Task instructions: The output should be every line below that includes the word "Some".

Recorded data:

--- START ---

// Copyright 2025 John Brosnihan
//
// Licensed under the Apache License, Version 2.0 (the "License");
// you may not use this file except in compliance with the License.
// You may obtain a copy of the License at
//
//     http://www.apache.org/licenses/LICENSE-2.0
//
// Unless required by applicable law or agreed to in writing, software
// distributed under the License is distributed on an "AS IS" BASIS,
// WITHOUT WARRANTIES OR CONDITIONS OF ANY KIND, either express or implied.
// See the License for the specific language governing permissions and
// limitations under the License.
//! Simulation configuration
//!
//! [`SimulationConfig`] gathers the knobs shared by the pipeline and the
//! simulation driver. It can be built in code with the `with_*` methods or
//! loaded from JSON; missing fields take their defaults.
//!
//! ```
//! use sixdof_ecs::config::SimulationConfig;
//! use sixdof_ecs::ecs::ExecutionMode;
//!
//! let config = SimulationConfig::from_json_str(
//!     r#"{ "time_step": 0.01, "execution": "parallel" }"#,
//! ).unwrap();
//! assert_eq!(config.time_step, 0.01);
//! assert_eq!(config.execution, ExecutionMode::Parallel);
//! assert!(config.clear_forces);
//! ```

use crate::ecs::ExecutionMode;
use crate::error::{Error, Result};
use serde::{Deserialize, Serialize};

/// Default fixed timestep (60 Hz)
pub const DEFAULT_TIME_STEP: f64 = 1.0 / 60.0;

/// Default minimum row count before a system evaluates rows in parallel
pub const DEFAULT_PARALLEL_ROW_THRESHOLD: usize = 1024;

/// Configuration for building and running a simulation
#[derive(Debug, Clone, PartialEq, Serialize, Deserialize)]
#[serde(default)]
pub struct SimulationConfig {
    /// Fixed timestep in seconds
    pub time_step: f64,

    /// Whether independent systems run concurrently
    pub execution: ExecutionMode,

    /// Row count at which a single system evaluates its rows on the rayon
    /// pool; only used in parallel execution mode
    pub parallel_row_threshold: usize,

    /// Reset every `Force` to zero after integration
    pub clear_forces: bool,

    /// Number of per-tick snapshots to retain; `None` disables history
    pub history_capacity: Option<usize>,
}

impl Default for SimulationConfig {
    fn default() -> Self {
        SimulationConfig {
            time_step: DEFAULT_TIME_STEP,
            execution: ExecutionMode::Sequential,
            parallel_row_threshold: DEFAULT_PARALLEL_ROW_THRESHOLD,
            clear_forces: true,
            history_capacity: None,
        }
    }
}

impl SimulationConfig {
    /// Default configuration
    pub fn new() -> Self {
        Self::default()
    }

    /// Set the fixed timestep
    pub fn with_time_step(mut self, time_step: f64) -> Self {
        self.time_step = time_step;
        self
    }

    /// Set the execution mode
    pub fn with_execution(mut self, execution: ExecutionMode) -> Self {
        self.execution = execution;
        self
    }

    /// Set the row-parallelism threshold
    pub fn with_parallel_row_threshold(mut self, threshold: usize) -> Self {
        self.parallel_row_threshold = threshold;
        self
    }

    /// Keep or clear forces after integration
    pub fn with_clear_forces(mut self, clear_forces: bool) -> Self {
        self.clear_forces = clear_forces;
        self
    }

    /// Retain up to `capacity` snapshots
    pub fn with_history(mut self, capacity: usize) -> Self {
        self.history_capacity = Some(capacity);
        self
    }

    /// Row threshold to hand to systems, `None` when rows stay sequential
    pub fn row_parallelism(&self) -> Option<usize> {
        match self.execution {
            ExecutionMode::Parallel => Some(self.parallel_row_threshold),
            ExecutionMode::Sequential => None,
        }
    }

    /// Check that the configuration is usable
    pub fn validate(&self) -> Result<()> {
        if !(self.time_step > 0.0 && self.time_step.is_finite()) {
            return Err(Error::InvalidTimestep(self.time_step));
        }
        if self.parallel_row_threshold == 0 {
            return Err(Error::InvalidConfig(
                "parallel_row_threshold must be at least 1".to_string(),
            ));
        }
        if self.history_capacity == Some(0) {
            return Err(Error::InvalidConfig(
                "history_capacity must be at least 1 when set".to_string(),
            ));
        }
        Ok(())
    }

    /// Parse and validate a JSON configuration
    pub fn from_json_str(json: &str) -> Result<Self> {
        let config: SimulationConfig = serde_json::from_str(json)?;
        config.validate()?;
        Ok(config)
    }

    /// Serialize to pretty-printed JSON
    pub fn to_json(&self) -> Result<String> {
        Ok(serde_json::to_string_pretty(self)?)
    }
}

--- END ---

Task output:
        self.history_capacity = Some(capacity);
            ExecutionMode::Parallel => Some(self.parallel_row_threshold),
        if self.history_capacity == Some(0) {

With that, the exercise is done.